Enmoladas de Pollo Oaxaqueñas
(en-mo-lah-das de po-yo wa-ha-ken-yas)
El Arte de los Moles: Demystifying the Sauces
Mole is the undisputed king of Oaxacan cuisine—a beautiful, complex beast of a sauce that usually demands days of roasting and grinding to perfect. But let’s be brutally honest about how a working mother gets dinner on the table on a Tuesday. She doesn't grind thirty ingredients on a metate; she goes to the market, buys a kilo of fresh mole paste, and works her magic to wake it up. By aggressively frying a commercial paste, thinning it with real broth, and melting in a wedge of Mexican chocolate, you can hack your way to profoundly authentic flavor in twenty minutes. Paired with a store-bought rotisserie chicken and a quick, mandatory oil bath for the tortillas, this is uncompromising, honest-to-god homeland comfort food on a weeknight schedule.
Before you start
Source a quality mole paste.
Mole Negro Mayordomo is the gold standard if you have a local Latin market. If not, the ubiquitous Doña Maria jars found in standard grocery store international aisles will work just fine once doctored with the chocolate and peanut butter.
Ingredients
- neutral oil or pork lard1 tbsp
- mole paste8 1/4 oz
- chicken broth3 cup
- Mexican table chocolate15 g
- smooth peanut butter1 tbsp
- white or yellow corn tortillas12 med
- neutral oil1/3 cup
- cooked chicken3 cup
- Queso Fresco1/2 cup
- Crema Mexicana1/4 cup
- white or red onion1/2 small
- sesame seeds2 tbsp
Method
- 01
Fry the mole paste in hot oil to wake up the dormant spices.
Heat a spoonful of oil or lard in a heavy-bottomed pot over medium heat. Drop in that sticky commercial paste and aggressively press it into the hot fat with a wooden spoon for 2 to 3 minutes. This cooks off the flat, preservative jar taste.
- 02
Gradually hydrate the paste with warm chicken broth.
Slowly pour in one cup of the broth, whisking constantly to dissolve the dense paste. Once it's smooth, whisk in the remaining two cups of broth, the wedge of Mexican chocolate, and the peanut butter to restore the nutty depth the factory processed out.
- 03
Simmer the mole until it reaches the consistency of heavy cream.
Lower the heat and let the sauce gently bubble for 5 to 7 minutes until the chocolate melts and it coats the back of a spoon. Keep it warm over the lowest heat setting.
- 04
Briefly pass the corn tortillas through hot oil.

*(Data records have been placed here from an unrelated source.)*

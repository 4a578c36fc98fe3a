#![doc = include_str!("../README.md")]
#![forbid(unsafe_code)]

pub mod config;
mod global;
pub mod locator;
pub mod resolve;
pub mod source;

#[doc(hidden)]
pub use inventory;

pub use config::{ConfigError, ENV_PROVIDER, LocatorConfig};
pub use global::{InitError, instance, provider, resolution, try_init};
pub use locator::ProviderLocator;
pub use resolve::{FallbackReason, Resolution, resolve};
pub use source::{InventorySource, ProviderRegistration, ProviderSource, StaticSource};

pub use logfront_console::{StatusConfig, StatusConsole};
pub use logfront_core::{
    DiscoveryError, Level, LevelError, Logger, LoggerExt, NOOP_PROVIDER, NoopLogger, NoopProvider,
    Provider, ProviderRef, Record, debug, error, info, log, trace, warn,
};
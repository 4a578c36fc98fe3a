//! Core abstractions for the logfront logging facade.
//!
//! This crate defines what a logging backend looks like to the facade:
//!
//! - [`Level`]: the closed, totally ordered set of severities
//! - [`Logger`]: a leveled channel with one flyweight per level
//! - [`Provider`]: a backend that hands out loggers, identified by type name
//! - [`NoopLogger`] / [`NoopProvider`]: the silent fallback
//! - logging macros ([`info!`], [`error!`], ...) with lazy argument evaluation
//!
//! Provider discovery and the global `instance()` entry point live in the
//! `logfront` crate.

#![forbid(unsafe_code)]

pub mod error;
pub mod level;
pub mod logger;
pub mod logging;
mod macros;
pub mod noop;
pub mod provider;
pub mod record;

pub use error::{DiscoveryError, LevelError};
pub use level::Level;
pub use logger::{Logger, LoggerExt};
pub use noop::{NOOP_PROVIDER, NoopLogger, NoopProvider};
pub use provider::{Provider, ProviderRef, identities};
pub use record::Record;
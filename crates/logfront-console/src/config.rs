//! Configuration for status output.
//!
//! `StatusConfig` controls where and how the facade's own diagnostic lines
//! (the ones written while a provider is being located) are rendered. It can
//! be built programmatically, read from environment variables, or embedded in
//! a host's configuration file through serde.

use std::env;
use std::fmt;

use logfront_core::{Level, LevelError};
use serde::{Deserialize, Serialize};

/// Environment variable selecting the status stream.
pub const ENV_STREAM: &str = "LOGFRONT_STATUS_STREAM";
/// Environment variable holding the minimum status level.
pub const ENV_LEVEL: &str = "LOGFRONT_STATUS_LEVEL";
/// Environment variable selecting the status line format.
pub const ENV_FORMAT: &str = "LOGFRONT_STATUS_FORMAT";
/// Environment variable toggling timestamps.
pub const ENV_TIMESTAMPS: &str = "LOGFRONT_STATUS_TIMESTAMPS";

/// Status output configuration.
#[derive(Debug, Clone, PartialEq, Eq, Serialize, Deserialize)]
#[serde(default)]
pub struct StatusConfig {
    /// Output stream
    pub stream: StatusStream,
    /// Lines below this level are dropped
    pub level: Level,
    /// Line format
    pub format: StatusFormat,
    /// Prefix lines with a UTC timestamp
    pub timestamps: bool,
}

/// Stream status lines are written to.
#[derive(Debug, Clone, Copy, Default, PartialEq, Eq, Serialize, Deserialize)]
#[serde(rename_all = "lowercase")]
pub enum StatusStream {
    #[default]
    Stderr,
    Stdout,
}

/// Rendering of a status line.
#[derive(Debug, Clone, Copy, Default, PartialEq, Eq, Serialize, Deserialize)]
#[serde(rename_all = "lowercase")]
pub enum StatusFormat {
    /// `2026-10-16T10:00:00.123Z INFO [main:ThreadId(1)] logfront - message`
    #[default]
    Plain,
    /// One JSON object per line
    Json,
}

impl Default for StatusConfig {
    fn default() -> Self {
        Self {
            stream: StatusStream::Stderr,
            level: Level::Info,
            format: StatusFormat::Plain,
            timestamps: true,
        }
    }
}

/// Invalid status configuration value.
#[derive(Debug, Clone, PartialEq, Eq)]
pub enum StatusConfigError {
    /// A level setting did not name a level.
    Level { key: String, source: LevelError },
    /// Any other setting had an unsupported value.
    Value {
        key: String,
        value: String,
        expected: &'static str,
    },
}

impl fmt::Display for StatusConfigError {
    fn fmt(&self, f: &mut fmt::Formatter<'_>) -> fmt::Result {
        match self {
            StatusConfigError::Level { key, source } => write!(f, "{key}: {source}"),
            StatusConfigError::Value {
                key,
                value,
                expected,
            } => write!(f, "{key}: unsupported value '{value}', expected {expected}"),
        }
    }
}

impl std::error::Error for StatusConfigError {
    fn source(&self) -> Option<&(dyn std::error::Error + 'static)> {
        match self {
            StatusConfigError::Level { source, .. } => Some(source),
            StatusConfigError::Value { .. } => None,
        }
    }
}

impl StatusConfig {
    /// Create config with defaults
    #[must_use]
    pub fn new() -> Self {
        Self::default()
    }

    /// Create config from environment variables, reporting invalid values.
    ///
    /// # Environment Variables
    ///
    /// | Variable | Values | Description |
    /// |----------|--------|-------------|
    /// | `LOGFRONT_STATUS_STREAM` | stderr/stdout | Output stream |
    /// | `LOGFRONT_STATUS_LEVEL` | trace/debug/info/warn/error/off | Minimum level |
    /// | `LOGFRONT_STATUS_FORMAT` | plain/json | Line format |
    /// | `LOGFRONT_STATUS_TIMESTAMPS` | 0/false disables | Timestamps |
    pub fn try_from_env() -> Result<Self, StatusConfigError> {
        Self::from_lookup(|key| env::var(key).ok())
    }

    /// Like [`StatusConfig::try_from_env`], but never fails.
    ///
    /// An invalid value yields the defaults. [`StatusConsole::from_env`]
    /// reports the error on the status stream.
    ///
    /// [`StatusConsole::from_env`]: crate::StatusConsole::from_env
    #[must_use]
    pub fn from_env() -> Self {
        Self::try_from_env().unwrap_or_default()
    }

    /// Build from an arbitrary key lookup, blank values counting as unset.
    pub fn from_lookup<F>(lookup: F) -> Result<Self, StatusConfigError>
    where
        F: Fn(&str) -> Option<String>,
    {
        let get = |key: &str| {
            lookup(key)
                .map(|v| v.trim().to_string())
                .filter(|v| !v.is_empty())
        };
        let mut config = Self::default();

        if let Some(value) = get(ENV_STREAM) {
            config.stream = match value.to_lowercase().as_str() {
                "stderr" => StatusStream::Stderr,
                "stdout" => StatusStream::Stdout,
                _ => {
                    return Err(StatusConfigError::Value {
                        key: ENV_STREAM.to_string(),
                        value,
                        expected: "stderr or stdout",
                    });
                }
            };
        }

        if let Some(value) = get(ENV_LEVEL) {
            config.level = value.parse().map_err(|source| StatusConfigError::Level {
                key: ENV_LEVEL.to_string(),
                source,
            })?;
        }

        if let Some(value) = get(ENV_FORMAT) {
            config.format = match value.to_lowercase().as_str() {
                "plain" => StatusFormat::Plain,
                "json" => StatusFormat::Json,
                _ => {
                    return Err(StatusConfigError::Value {
                        key: ENV_FORMAT.to_string(),
                        value,
                        expected: "plain or json",
                    });
                }
            };
        }

        if let Some(value) = get(ENV_TIMESTAMPS) {
            config.timestamps = !(value == "0" || value.eq_ignore_ascii_case("false"));
        }

        Ok(config)
    }

    // ─────────────────────────────────────────────────
    // Builder Methods
    // ─────────────────────────────────────────────────

    #[must_use]
    pub fn with_stream(mut self, stream: StatusStream) -> Self {
        self.stream = stream;
        self
    }

    #[must_use]
    pub fn with_level(mut self, level: Level) -> Self {
        self.level = level;
        self
    }

    #[must_use]
    pub fn with_format(mut self, format: StatusFormat) -> Self {
        self.format = format;
        self
    }

    #[must_use]
    pub fn with_timestamps(mut self, show: bool) -> Self {
        self.timestamps = show;
        self
    }

    /// Whether a line at `level` passes this configuration.
    #[must_use]
    pub fn accepts(&self, level: Level) -> bool {
        level != Level::Off && level >= self.level
    }
}
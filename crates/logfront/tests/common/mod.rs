//! Shared fixtures for the integration tests.
//!
//! Each test file is its own binary, so each links its own set of registered
//! providers.

#![allow(dead_code)]

use std::sync::Mutex;

use logfront::{Level, Logger, Record};
use logfront_console::testing::TestStatus;

static RECORDED: Mutex<Vec<String>> = Mutex::new(Vec::new());

/// Logger recording `LEVEL message` lines, enabled at INFO and above.
#[derive(Debug)]
pub struct RecordingLogger {
    level: Level,
}

pub static RECORDING: [RecordingLogger; 6] = [
    RecordingLogger { level: Level::Trace },
    RecordingLogger { level: Level::Debug },
    RecordingLogger { level: Level::Info },
    RecordingLogger { level: Level::Warn },
    RecordingLogger { level: Level::Error },
    RecordingLogger { level: Level::Off },
];

impl Logger for RecordingLogger {
    fn at_level(&self, level: Level) -> &dyn Logger {
        if level == self.level {
            self
        } else {
            &RECORDING[level.index()]
        }
    }

    fn level(&self) -> Level {
        self.level
    }

    fn is_enabled(&self) -> bool {
        self.level != Level::Off && self.level >= Level::Info
    }

    fn log(&self, record: &Record<'_>) {
        RECORDED
            .lock()
            .unwrap()
            .push(format!("{} {}", record.level(), record.args()));
    }
}

pub fn recorded() -> Vec<String> {
    RECORDED.lock().unwrap().clone()
}

pub fn status() -> TestStatus {
    TestStatus::new()
}
//! Two providers and a selector naming neither: logging is disabled and the
//! operator is told why.

mod common;

use std::ptr;

use logfront::{
    FallbackReason, InventorySource, Level, LocatorConfig, Logger, NOOP_PROVIDER, NoopLogger,
    Provider, ProviderLocator, Resolution, error,
};

struct First;
struct Second;

impl Provider for First {
    fn logger(&self) -> &dyn Logger {
        &common::RECORDING[Level::Info.index()]
    }
}

impl Provider for Second {
    fn logger(&self) -> &dyn Logger {
        NoopLogger::for_level(Level::Info)
    }
}

logfront::register_provider!(First);
logfront::register_provider!(Second);

const MISSING: &str = "com.example.Missing";

#[test]
fn unknown_selector_disables_logging() {
    let provider = logfront::try_init(LocatorConfig::new().with_selector(MISSING)).unwrap();
    assert!(ptr::addr_eq(provider, &NOOP_PROVIDER));
    assert!(matches!(
        logfront::resolution(),
        Resolution::Fallback(FallbackReason::AmbiguousSelection { matches: 0, .. })
    ));

    error!(logfront::instance().at_error(), "lost");
    assert!(common::recorded().is_empty());
}

#[test]
fn status_line_names_selector_and_candidates() {
    let status = common::status();
    let locator = ProviderLocator::new(InventorySource, LocatorConfig::new().with_selector(MISSING))
        .with_console(status.shared());

    let _ = locator.get_provider();
    status.assert_line_count(1);
    assert!(status.output()[0].starts_with("ERROR "));
    assert!(status.contains_all(&[
        MISSING,
        "unknown_selector::First",
        "unknown_selector::Second",
    ]));
}
//! Locator configuration.
//!
//! `LocatorConfig` carries the provider selector and the status output
//! settings. It is read once, when the provider is first located.

use std::env;
use std::fmt;

use logfront_console::{StatusConfig, StatusConfigError};
use serde::{Deserialize, Serialize};

/// Environment variable holding the selector: the identity of the provider
/// to use when several are registered.
pub const ENV_PROVIDER: &str = "LOGFRONT_PROVIDER";

/// Configuration of a [`ProviderLocator`](crate::ProviderLocator).
///
/// # Example
///
/// ```
/// use logfront::LocatorConfig;
///
/// let config = LocatorConfig::from_toml_str(
///     r#"
///     provider = "acme_log::AcmeProvider"
///
///     [status]
///     level = "warn"
///     "#,
/// )
/// .unwrap();
///
/// assert_eq!(config.selector(), Some("acme_log::AcmeProvider"));
/// ```
#[derive(Debug, Clone, Default, PartialEq, Eq, Serialize, Deserialize)]
#[serde(default)]
pub struct LocatorConfig {
    /// Identity of the provider to use
    pub provider: Option<String>,
    /// Status output settings
    pub status: StatusConfig,
}

/// Invalid locator configuration.
#[derive(Debug)]
pub enum ConfigError {
    /// A status setting was invalid.
    Status(StatusConfigError),
    /// The TOML document could not be parsed.
    Toml(toml::de::Error),
}

impl fmt::Display for ConfigError {
    fn fmt(&self, f: &mut fmt::Formatter<'_>) -> fmt::Result {
        match self {
            ConfigError::Status(e) => write!(f, "Invalid status configuration: {e}"),
            ConfigError::Toml(e) => write!(f, "Invalid configuration file: {e}"),
        }
    }
}

impl std::error::Error for ConfigError {
    fn source(&self) -> Option<&(dyn std::error::Error + 'static)> {
        match self {
            ConfigError::Status(e) => Some(e),
            ConfigError::Toml(e) => Some(e),
        }
    }
}

impl From<StatusConfigError> for ConfigError {
    fn from(err: StatusConfigError) -> Self {
        ConfigError::Status(err)
    }
}

impl From<toml::de::Error> for ConfigError {
    fn from(err: toml::de::Error) -> Self {
        ConfigError::Toml(err)
    }
}

impl LocatorConfig {
    /// Create config with defaults: no selector, default status output.
    #[must_use]
    pub fn new() -> Self {
        Self::default()
    }

    /// Read `LOGFRONT_PROVIDER` and the `LOGFRONT_STATUS_*` variables.
    pub fn try_from_env() -> Result<Self, ConfigError> {
        Self::from_lookup(|key| env::var(key).ok())
    }

    /// Like [`LocatorConfig::try_from_env`], but never fails.
    ///
    /// An invalid status value yields the default status output. The
    /// selector is still honoured.
    #[must_use]
    pub fn from_env() -> Self {
        Self::try_from_env().unwrap_or_else(|_| {
            Self {
                provider: env::var(ENV_PROVIDER).ok(),
                status: StatusConfig::default(),
            }
            .normalized()
        })
    }

    /// Build from an arbitrary key lookup.
    pub fn from_lookup<F>(lookup: F) -> Result<Self, ConfigError>
    where
        F: Fn(&str) -> Option<String>,
    {
        let status = StatusConfig::from_lookup(&lookup)?;
        Ok(Self {
            provider: lookup(ENV_PROVIDER),
            status,
        }
        .normalized())
    }

    /// Parse a TOML document.
    pub fn from_toml_str(source: &str) -> Result<Self, ConfigError> {
        let config: Self = toml::from_str(source)?;
        Ok(config.normalized())
    }

    // ─────────────────────────────────────────────────
    // Builder Methods
    // ─────────────────────────────────────────────────

    /// Set the selector. Blank values clear it.
    #[must_use]
    pub fn with_selector(mut self, selector: impl Into<String>) -> Self {
        self.provider = Some(selector.into());
        self.normalized()
    }

    #[must_use]
    pub fn with_status(mut self, status: StatusConfig) -> Self {
        self.status = status;
        self
    }

    /// The selector, trimmed, if one is set.
    #[must_use]
    pub fn selector(&self) -> Option<&str> {
        self.provider.as_deref()
    }

    fn normalized(mut self) -> Self {
        self.provider = self
            .provider
            .map(|s| s.trim().to_string())
            .filter(|s| !s.is_empty());
        self
    }
}

#[cfg(test)]
mod tests {
    use super::*;
    use logfront_console::{StatusFormat, StatusStream};
    use logfront_core::Level;
    use std::collections::HashMap;

    fn lookup(pairs: &[(&str, &str)]) -> impl Fn(&str) -> Option<String> {
        let map: HashMap<String, String> = pairs
            .iter()
            .map(|(k, v)| ((*k).to_string(), (*v).to_string()))
            .collect();
        move |key| map.get(key).cloned()
    }

    #[test]
    fn test_default_has_no_selector() {
        let config = LocatorConfig::new();
        assert_eq!(config.selector(), None);
        assert_eq!(config.status, StatusConfig::default());
    }

    #[test]
    fn test_lookup_reads_selector_and_status() {
        let config = LocatorConfig::from_lookup(lookup(&[
            (ENV_PROVIDER, "  acme::Provider "),
            ("LOGFRONT_STATUS_LEVEL", "error"),
        ]))
        .unwrap();

        assert_eq!(config.selector(), Some("acme::Provider"));
        assert_eq!(config.status.level, Level::Error);
    }

    #[test]
    fn test_blank_selector_is_absent() {
        let config = LocatorConfig::from_lookup(lookup(&[(ENV_PROVIDER, "   ")])).unwrap();
        assert_eq!(config.selector(), None);
        assert_eq!(LocatorConfig::new().with_selector("").selector(), None);
    }

    #[test]
    fn test_lookup_propagates_level_error() {
        let err = LocatorConfig::from_lookup(lookup(&[("LOGFRONT_STATUS_LEVEL", "loud")]))
            .unwrap_err();
        assert!(matches!(err, ConfigError::Status(StatusConfigError::Level { .. })));
        assert!(err.to_string().contains("loud"));
        assert!(std::error::Error::source(&err).is_some());
    }

    #[test]
    fn test_toml_full_document() {
        let config = LocatorConfig::from_toml_str(
            r#"
            provider = " acme_log::AcmeProvider "

            [status]
            stream = "stdout"
            level = "warn"
            format = "json"
            timestamps = false
            "#,
        )
        .unwrap();

        assert_eq!(config.selector(), Some("acme_log::AcmeProvider"));
        assert_eq!(config.status.stream, StatusStream::Stdout);
        assert_eq!(config.status.level, Level::Warn);
        assert_eq!(config.status.format, StatusFormat::Json);
        assert!(!config.status.timestamps);
    }

    #[test]
    fn test_toml_empty_document_is_default() {
        assert_eq!(LocatorConfig::from_toml_str("").unwrap(), LocatorConfig::default());
    }

    #[test]
    fn test_toml_rejects_unknown_level() {
        let err = LocatorConfig::from_toml_str("[status]\nlevel = \"verbose\"").unwrap_err();
        assert!(matches!(err, ConfigError::Toml(_)));
        assert!(err.to_string().contains("verbose"));
    }

    #[test]
    fn test_builder() {
        let config = LocatorConfig::new()
            .with_selector("x::Y")
            .with_status(StatusConfig::new().with_level(Level::Off));
        assert_eq!(config.selector(), Some("x::Y"));
        assert_eq!(config.status.level, Level::Off);
    }
}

This is non-negotiable. Heat the third of a cup of neutral oil in a separate skillet over medium-high. Fry each tortilla for just 5 to 8 seconds per side. You want them pliable, not crispy. This lipid barrier stops them from disintegrating into mush when they hit the wet mole.
- 05
Dip the softened tortillas in the hot mole and assemble.
Working quickly, completely submerge a softened tortilla in the warm mole sauce. Move it to a plate, add a handful of warm shredded chicken slightly off-center, and fold it in half like a taco. Repeat until your plate is full.
- 06
Garnish heavily and serve immediately.
Ladle an extra spoonful of hot mole over the assembled tortillas. Drizzle with Crema Mexicana, scatter the Queso Fresco, and throw on the raw onion rings and toasted sesame seeds. Enmoladas wait for no one—eat them right now.
Notes
Do not skip the tortilla's oil bath.
Dropping a raw, cold corn tortilla into a wet, simmering sauce guarantees instant mush. Frying it for a few seconds creates a structural barrier and is the difference between a sad casserole and a true enmolada.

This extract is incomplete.